Do reactions whose final outcome is not even theoretically predictable by any means possible exist in Nature or does the outcome of all possible chemical reactions can (at least in theory) be predicted if we could get enough information about the conditions the reaction system is in?
My question isn't about a well-defined reaction system whose behavior is unknown to a certain degree but about the possibility in principle to discover a chemical reaction or a system of chemical reactions able to produce compounds which can't be predicted even in theory, even if we manage to acquire all the possible information about the system that can be acquired by all experimental means possible? What I want to ask is whether we can, at least in theory, know all possible products a reaction system can generate or do we "hit a wall" limiting our ability to predict certain chemical reactions over a certain limit?

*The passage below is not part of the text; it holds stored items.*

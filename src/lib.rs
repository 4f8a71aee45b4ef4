//! # CanSat Link Library
//!
//! Ground-station telemetry ingestion for a high-altitude balloon CanSat
//! payload.
//!
//! This library reads comma-separated telemetry frames from the receiver's
//! serial port, validates and converts them into physical quantities, keeps
//! rolling buffers for live display, and persists accepted frames to an
//! append-only flight log.

pub mod config;
pub mod error;
pub mod frame;
pub mod hub;
pub mod ingest;
pub mod logger;
pub mod serial;
pub mod store;
pub mod units;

I know very well the difference between a stochastic and a deterministic process, but what I'm asking isn't about stochasticity. It is about the possible predictability of all chemical reactions that could exist. As far as I know if we use the concept of stochasticity we may be able to derive possible, albeit only probable predictions about the state the system can be in. Therefore we can at least compute some probabilities different compounds can have to emerge under certain conditions. What I'm asking about is the validity of the concept of ergodicity, therefore I want to know is it possible to know the end state and all the reaction products of all possible chemical reactions, or there are some which could generate products that are impossible to predict in both theory and reality? Do reactions generating such unpredictable behavior exist in the real world or are they possible only in theory?